PAREGGER: «Le donne selvatiche sono l’anima della natura o sono anche lo spirito della natura, sono l’immagine spirituale della natura. E loro conoscono bene le leggi della natura. Vengono raccontate nelle saghe perché anche le saghe raccontano dello spirito della natura; le saghe sono dei rimasugli di un’antica sapienza spirituale della natura e sono immagini femminili che vivono anche dentro di noi come archetipo, come immagine che dà energia o così la si può cercare dentro di sé. Io l’ho trovata nei sogni, poi me la sono immaginata nella natura. Loro sono un vero… sono appunto figure femminili che sanno le leggi della natura, sono naturali, danno consigli, sono molto generose, danno dei doni che non finiscono mai e quindi rispecchiano questa abbondanza che tu però è meglio che non la fermi con le domande intellettuali. Tipo se regalano un gomitolo che non finisce mai allora è meglio che non chiedi quando finirà perché allora finisce. Quindi hanno questa grande abbondanza, questa generosità, questo sapere della natura. Sono protettrici degli animali, quindi hanno anche tutto questo ambiente dell’animale, sono vicine all’animale, anche al cacciatore se il cacciatore è un uomo giusto e buono. Poi vengono dai contadini, come serve, e aiutano, allora se vivono in questo maso allora tutto va bene, le mucche danno tanto latte e tutto cresce bene.
Si uniscono anche in matrimonio, diciamo, col contadino chiedendo però… con la promessa però che il contadino non chieda mai il suo nome, cioè vogliono tenere un segreto. Tenere un segreto è quella cosa che mi ha più colpito perché appunto queste donne della natura ci tengono molto ad avere uno spazio interiore loro, un loro spazio interiore, che gli permette di essere poi anche appunto, come abbiamo scritto nel libro, “una con se stessa”, una che sa proprio stare con se stessa, che trova da sé le sue energie, le sue abbondanze, il suo sapere. »

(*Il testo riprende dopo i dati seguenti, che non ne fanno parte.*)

// src/pages/page.rs
//! Core page abstraction for the UI page system.
//!
//! A [`Page`] owns its state, dirty tracking and drawing. Hosts call these
//! methods in a fixed order:
//!
//! 1. **`on_activate`** - once, when the page becomes visible.
//! 2. **`on_event`** - zero or more times per frame for incoming events.
//! 3. **`update`** - once per frame to advance internal state.
//! 4. **`draw_page`** - when `is_dirty()` is true.
//! 5. **`on_deactivate`** - once, when the page is no longer visible.

use embedded_graphics::pixelcolor::Rgb565;
use embedded_graphics::prelude::*;
use embedded_graphics::primitives::Rectangle;

use crate::ui::core::{PageEvent, PageId};

extern crate alloc;
use alloc::boxed::Box;

/// Trait that all UI pages must implement.
pub trait Page {
    /// Unique identifier used for lookup and logs.
    fn id(&self) -> PageId;

    /// Human-readable title (may appear in headers or debug logs).
    fn title(&self) -> &str;

    /// Called once when this page becomes the active page.
    fn on_activate(&mut self) {}

    /// Called once when this page is no longer the active page.
    fn on_deactivate(&mut self) {}

    /// Advance per-frame state (animations, timers, etc.).
    fn update(&mut self) {}

    /// Handle an incoming [`PageEvent`].
    ///
    /// Returns `true` if the event was consumed and the page needs a redraw.
    fn on_event(&mut self, _event: &PageEvent) -> bool {
        false
    }

    /// Render the entire page to the given display target.
    fn draw_page<D: DrawTarget<Color = Rgb565>>(
        &mut self,
        display: &mut D,
    ) -> Result<(), D::Error>;

    /// Bounding rectangle of this page (typically the full screen).
    fn bounds(&self) -> Rectangle;

    /// Whether the page needs redrawing.
    fn is_dirty(&self) -> bool;

    /// Clear the dirty flag after a successful draw.
    fn mark_clean(&mut self);

    /// Force the page to be redrawn on the next frame.
    fn mark_dirty(&mut self);
}

/// Allows a `Box<T>` to be used anywhere a `Page` is expected, forwarding
/// every call through to the inner value.
impl<T: Page> Page for Box<T> {
    fn id(&self) -> PageId {
        (**self).id()
    }

    fn title(&self) -> &str {
        (**self).title()
    }

    fn on_activate(&mut self) {
        (**self).on_activate()
    }

    fn on_deactivate(&mut self) {
        (**self).on_deactivate()
    }

    fn update(&mut self) {
        (**self).update()
    }

    fn on_event(&mut self, event: &PageEvent) -> bool {
        (**self).on_event(event)
    }

    fn draw_page<D: DrawTarget<Color = Rgb565>>(
        &mut self,
        display: &mut D,
    ) -> Result<(), D::Error> {
        (**self).draw_page(display)
    }

    fn bounds(&self) -> Rectangle {
        (**self).bounds()
    }

    fn is_dirty(&self) -> bool {
        (**self).is_dirty()
    }

    fn mark_clean(&mut self) {
        (**self).mark_clean()
    }

    fn mark_dirty(&mut self) {
        (**self).mark_dirty()
    }
}
//! Hardware-independent core library for the altimeter
//!
//! This crate contains all platform-agnostic logic of the altimeter screen:
//! the pressure sensor subscription, the barometric altitude estimate, the
//! altitude color mapping, the display state and the page that renders it.
//!
//! It is `#![no_std]` with `extern crate alloc` so it compiles on embedded and
//! mobile targets as well as desktop hosts (for the simulator and tests).

#![no_std]

extern crate alloc;

pub mod altitude;
pub mod color;
pub mod config;
pub mod display_state;
pub mod framebuffer;
pub mod pages;
pub mod sensors;
pub mod ui;
//! Sensor events, the platform sensor seam and the pressure reading source
//!
//! The platform (Android `SensorManager`, a simulated barometer, a test mock)
//! implements [`SensorPlatform`] and pushes [`SensorEvent`]s into a
//! [`ReadingSender`]. The application side only ever sees
//! [`PressureReading`]s through a [`Subscription`].

mod source;

pub use source::{SensorReadingSource, Subscription};

use core::time::Duration;

use embassy_sync::blocking_mutex::raw::CriticalSectionRawMutex;
use embassy_sync::channel::{Channel, Receiver, Sender, TrySendError};
use log::warn;
use serde::{Deserialize, Serialize};
use thiserror_no_std::Error;

/// Number of sensor events that can be queued between two drains
/// Sized for a burst of a few UI-rate frames without dropping readings
pub const READING_CHANNEL_CAPACITY: usize = 8;

/// Maximum number of values carried by one sensor event
pub const MAX_EVENT_VALUES: usize = 3;

/// Unicast channel carrying sensor events from the platform to a subscription
pub type ReadingChannel = Channel<CriticalSectionRawMutex, SensorEvent, READING_CHANNEL_CAPACITY>;

/// Platform side of the [`ReadingChannel`]
pub type ReadingSender<'ch> =
    Sender<'ch, CriticalSectionRawMutex, SensorEvent, READING_CHANNEL_CAPACITY>;

/// Application side of the [`ReadingChannel`]
pub type ReadingReceiver<'ch> =
    Receiver<'ch, CriticalSectionRawMutex, SensorEvent, READING_CHANNEL_CAPACITY>;

#[derive(Error, Debug, Clone, Copy, PartialEq, Eq)]
pub enum SensorError {
    #[error("{sensor}: listener registration rejected: {details}")]
    RegistrationRejected {
        sensor: &'static str,
        details: &'static str,
    },
    #[error("{sensor}: reading channel full, event dropped")]
    ChannelFull { sensor: &'static str },
}

/// Kind of sensor that produced an event
#[derive(Debug, Clone, Copy, PartialEq, Eq)]
pub enum SensorKind {
    /// Barometer, `values[0]` is pressure in hPa
    Pressure,
    /// Any other sensor sharing the listener, identified by its platform
    /// type number
    Other(i32),
}

/// Raw event as delivered by the platform
#[derive(Debug, Clone, PartialEq)]
pub struct SensorEvent {
    pub kind: SensorKind,
    pub values: heapless::Vec<f32, MAX_EVENT_VALUES>,
    /// Platform timestamp in nanoseconds
    pub timestamp_ns: u64,
}

impl SensorEvent {
    pub fn new(kind: SensorKind, values: &[f32], timestamp_ns: u64) -> Self {
        let mut event_values = heapless::Vec::new();
        for value in values.iter().take(MAX_EVENT_VALUES) {
            event_values.push(*value).ok();
        }

        Self {
            kind,
            values: event_values,
            timestamp_ns,
        }
    }

    /// Event from a barometer carrying a single pressure value
    pub fn pressure(pressure_hpa: f32, timestamp_ns: u64) -> Self {
        Self::new(SensorKind::Pressure, &[pressure_hpa], timestamp_ns)
    }
}

/// One raw barometer reading
///
/// No bounds are enforced here; the value is exactly what the sensor reported.
#[derive(Debug, Clone, Copy, PartialEq)]
pub struct PressureReading {
    pub pressure_hpa: f32,
    pub timestamp_ns: u64,
}

impl PressureReading {
    /// Extract a pressure reading from a raw event.
    ///
    /// Returns `None` for events from other sensors or events without values.
    pub fn from_event(event: &SensorEvent) -> Option<Self> {
        if event.kind != SensorKind::Pressure {
            return None;
        }

        event.values.first().map(|&pressure_hpa| Self {
            pressure_hpa,
            timestamp_ns: event.timestamp_ns,
        })
    }
}

/// Delivery rate hint passed to the platform when registering a listener
///
/// The platform may deliver faster or slower; the hint only sets the
/// nominal interval between events.
#[derive(Debug, Clone, Copy, PartialEq, Eq, Default, Serialize, Deserialize)]
pub enum SamplingRate {
    /// Suitable for screen orientation changes (200 ms)
    Normal,
    /// Suitable for the user interface (~66.7 ms)
    #[default]
    Ui,
    /// Suitable for games (20 ms)
    Game,
    /// As fast as the hardware allows
    Fastest,
}

impl SamplingRate {
    /// Nominal interval between two events
    pub const fn interval(self) -> Duration {
        match self {
            Self::Normal => Duration::from_micros(200_000),
            Self::Ui => Duration::from_micros(66_667),
            Self::Game => Duration::from_micros(20_000),
            Self::Fastest => Duration::ZERO,
        }
    }

    /// Get a short label for display and logs
    pub const fn label(self) -> &'static str {
        match self {
            Self::Normal => "normal",
            Self::Ui => "ui",
            Self::Game => "game",
            Self::Fastest => "fastest",
        }
    }
}

/// Platform sensor service
///
/// Mirrors the shape of a mobile sensor manager: look up the default pressure
/// sensor (which may not exist), then register a listener that receives events
/// until it is unregistered. Events are pushed into the provided sink from
/// whatever context the platform delivers them on.
pub trait SensorPlatform<'ch> {
    /// Handle identifying a hardware sensor
    type Sensor;

    /// Get the default pressure sensor, or `None` if the device has none.
    fn default_pressure_sensor(&mut self) -> Option<Self::Sensor>;

    /// Start delivering events from `sensor` into `sink`.
    fn register_listener(
        &mut self,
        sensor: &Self::Sensor,
        rate: SamplingRate,
        sink: ReadingSender<'ch>,
    ) -> Result<(), SensorError>;

    /// Stop delivering events from `sensor`.
    fn unregister_listener(&mut self, sensor: &Self::Sensor);
}

/// Push an event into a sink on behalf of a platform.
///
/// A full channel drops the event; the consumer simply sees the next one.
pub fn publish(
    sink: &ReadingSender<'_>,
    sensor: &'static str,
    event: SensorEvent,
) -> Result<(), SensorError> {
    sink.try_send(event).map_err(|TrySendError::Full(dropped)| {
        warn!(
            "{}: reading channel full, dropping event at {} ns",
            sensor, dropped.timestamp_ns
        );
        SensorError::ChannelFull { sensor }
    })
}

#[cfg(test)]
mod tests {
    use super::*;

    #[test]
    fn test_pressure_reading_from_event() {
        let event = SensorEvent::pressure(1002.5, 42);
        assert_eq!(
            PressureReading::from_event(&event),
            Some(PressureReading {
                pressure_hpa: 1002.5,
                timestamp_ns: 42
            })
        );
    }

    #[test]
    fn test_other_sensor_kinds_are_ignored() {
        let event = SensorEvent::new(SensorKind::Other(13), &[21.0], 7);
        assert_eq!(PressureReading::from_event(&event), None);
    }

    #[test]
    fn test_empty_event_is_ignored() {
        let event = SensorEvent::new(SensorKind::Pressure, &[], 7);
        assert_eq!(PressureReading::from_event(&event), None);
    }

    #[test]
    fn test_event_values_are_truncated() {
        let event = SensorEvent::new(SensorKind::Pressure, &[1.0, 2.0, 3.0, 4.0, 5.0], 0);
        assert_eq!(event.values.len(), MAX_EVENT_VALUES);
        assert_eq!(event.values[0], 1.0);
    }

    #[test]
    fn test_publish_reports_full_channel() {
        let channel = ReadingChannel::new();
        let sink = channel.sender();

        for i in 0..READING_CHANNEL_CAPACITY {
            assert!(publish(&sink, "test", SensorEvent::pressure(1000.0, i as u64)).is_ok());
        }

        assert_eq!(
            publish(&sink, "test", SensorEvent::pressure(1000.0, 99)),
            Err(SensorError::ChannelFull { sensor: "test" })
        );
    }

    #[test]
    fn test_sampling_rate_intervals() {
        assert_eq!(SamplingRate::default(), SamplingRate::Ui);
        assert_eq!(SamplingRate::Normal.interval().as_millis(), 200);
        assert_eq!(SamplingRate::Ui.interval().as_micros(), 66_667);
        assert!(SamplingRate::Game.interval() < SamplingRate::Ui.interval());
        assert_eq!(SamplingRate::Fastest.interval(), Duration::ZERO);
    }
}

RISÉ: « Quello che appunto mi ha colpito della donna selvatica, da sempre, di questa immagine è la sua interezza; la sua interezza cioè l’essere una con se stessa, non le manca nulla e tuttavia la sua grande apertura, la sua grande apertura al mondo, la sua apertura all’altro, la sua apertura al contadino che si innamora di lei, la sua apertura nell’offrire il suo sapere, anche nel fare i figli, naturalmente, la sua disponibilità al contadino che la ama e vuole dei figli da lei e lei dà questi figli e questi insegnamenti perché il maso fiorisca e la terra fiorisca: quindi questa interezza e questa generosità che non le impedisce di salvaguardare il suo segreto. Io credo che lì ci sono, per quello che ho visto anche nella mia vita personale, e nel mio rapporto coi pazienti e con gli altri, ci sono alcuni punti molto interessanti e molto centrali del femminile e del rapporto del femminile col mondo: cioè l’interezza, l’essere persona, la relazione con la natura e il dono, che è un tema che ho poi ritrovato appunto anche nei miei lavori sulla paternità; la capacità, la possibilità di donarsi che naturalmente, a mio modo di vedere, viene anche da questo forte rapporto con la natura. La natura si dona, la natura è dono, è il frutto, è questa grande continua creatività, è questa abbondanza, è il “mondo delle abbondanze” come diceva anche Ernst Jünger, è il “mondo delle eterne abbondanze”. Staccandosi da lì il dono diventa molto difficile. Ecco, io credo che lì ci sia un punto centrale sia per la donna che per l’uomo ma certamente, per certi versi, più impegnativo per la donna perché questo dono della vita per la donna passa completamente dal suo corpo, perché il bambino sta nella pancia della donna, non nella pancia dell’uomo. Poi il dono dell’uomo è quello, come nelle cerimonie di riconoscimento della paternità, è l’alzare il bambino da terra, prendere il bambino da terra e metterselo sulle ginocchia a dire “questo è il mio bambino”, indipendentemente che sia tuo bambino biologicamente oppure no. Lì c’è il dono del padre che riconosce la paternità come un impegno che lo vincolerà per il resto della vita, ma il dono della madre è, per certi versi, più profondo, e che coinvolge in modo più completo il suo corpo e la sua identità. »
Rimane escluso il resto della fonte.